* **TASK TO COMPLETE**
Scan the records for the string "impl". State how many lines contain it and add nothing.
START DATASET RECORDS
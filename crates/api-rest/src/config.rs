//! REST server configuration.
//!
//! Resolved once at process startup and then passed into the server. Parsing is
//! kept separate from reading the environment so it can be tested without
//! touching process-wide state.

use std::net::SocketAddr;

/// Default listen address for the REST server.
pub const DEFAULT_REST_ADDR: &str = "0.0.0.0:3000";

/// Environment variable holding the listen address.
pub const REST_ADDR_VAR: &str = "PATIENTS_REST_ADDR";

/// Environment variable toggling the Swagger UI.
pub const ENABLE_SWAGGER_VAR: &str = "PATIENTS_ENABLE_SWAGGER";

#[derive(Debug, thiserror::Error)]
pub enum ConfigError {
    #[error("invalid PATIENTS_REST_ADDR '{value}': {source}")]
    InvalidAddr {
        value: String,
        #[source]
        source: std::net::AddrParseError,
    },
    #[error("invalid boolean for {name}: '{value}'")]
    InvalidFlag { name: &'static str, value: String },
}

/// Configuration for the REST server.
#[derive(Clone, Debug, PartialEq, Eq)]
pub struct RestConfig {
    addr: SocketAddr,
    enable_swagger: bool,
}

impl RestConfig {
    pub fn new(addr: SocketAddr, enable_swagger: bool) -> Self {
        Self {
            addr,
            enable_swagger,
        }
    }

    /// Build a config from optional raw values.
    ///
    /// Missing or blank values fall back to the defaults: listen on
    /// [`DEFAULT_REST_ADDR`] with the Swagger UI enabled.
    ///
    /// # Errors
    ///
    /// Returns `ConfigError` if the address does not parse as a socket address or the
    /// Swagger flag is not one of `true/false/1/0/yes/no`.
    pub fn from_env_values(
        addr: Option<String>,
        enable_swagger: Option<String>,
    ) -> Result<Self, ConfigError> {
        let addr = non_blank(addr).unwrap_or_else(|| DEFAULT_REST_ADDR.to_string());
        let addr = addr
            .parse::<SocketAddr>()
            .map_err(|source| ConfigError::InvalidAddr {
                value: addr.clone(),
                source,
            })?;

        let enable_swagger = match non_blank(enable_swagger) {
            None => true,
            Some(value) => parse_flag(ENABLE_SWAGGER_VAR, &value)?,
        };

        Ok(Self::new(addr, enable_swagger))
    }

    /// Read the config from the process environment.
    pub fn from_env() -> Result<Self, ConfigError> {
        Self::from_env_values(
            std::env::var(REST_ADDR_VAR).ok(),
            std::env::var(ENABLE_SWAGGER_VAR).ok(),
        )
    }

    pub fn addr(&self) -> SocketAddr {
        self.addr
    }

    pub fn enable_swagger(&self) -> bool {
        self.enable_swagger
    }
}

impl Default for RestConfig {
    fn default() -> Self {
        Self::new(SocketAddr::from(([0, 0, 0, 0], 3000)), true)
    }
}

fn non_blank(value: Option<String>) -> Option<String> {
    value
        .map(|v| v.trim().to_string())
        .filter(|v| !v.is_empty())
}

fn parse_flag(name: &'static str, value: &str) -> Result<bool, ConfigError> {
    match value.to_ascii_lowercase().as_str() {
        "true" | "1" | "yes" => Ok(true),
        "false" | "0" | "no" => Ok(false),
        _ => Err(ConfigError::InvalidFlag {
            name,
            value: value.to_string(),
        }),
    }
}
END DATASET RECORDS
* **OUTPUT OF THE TASK**
2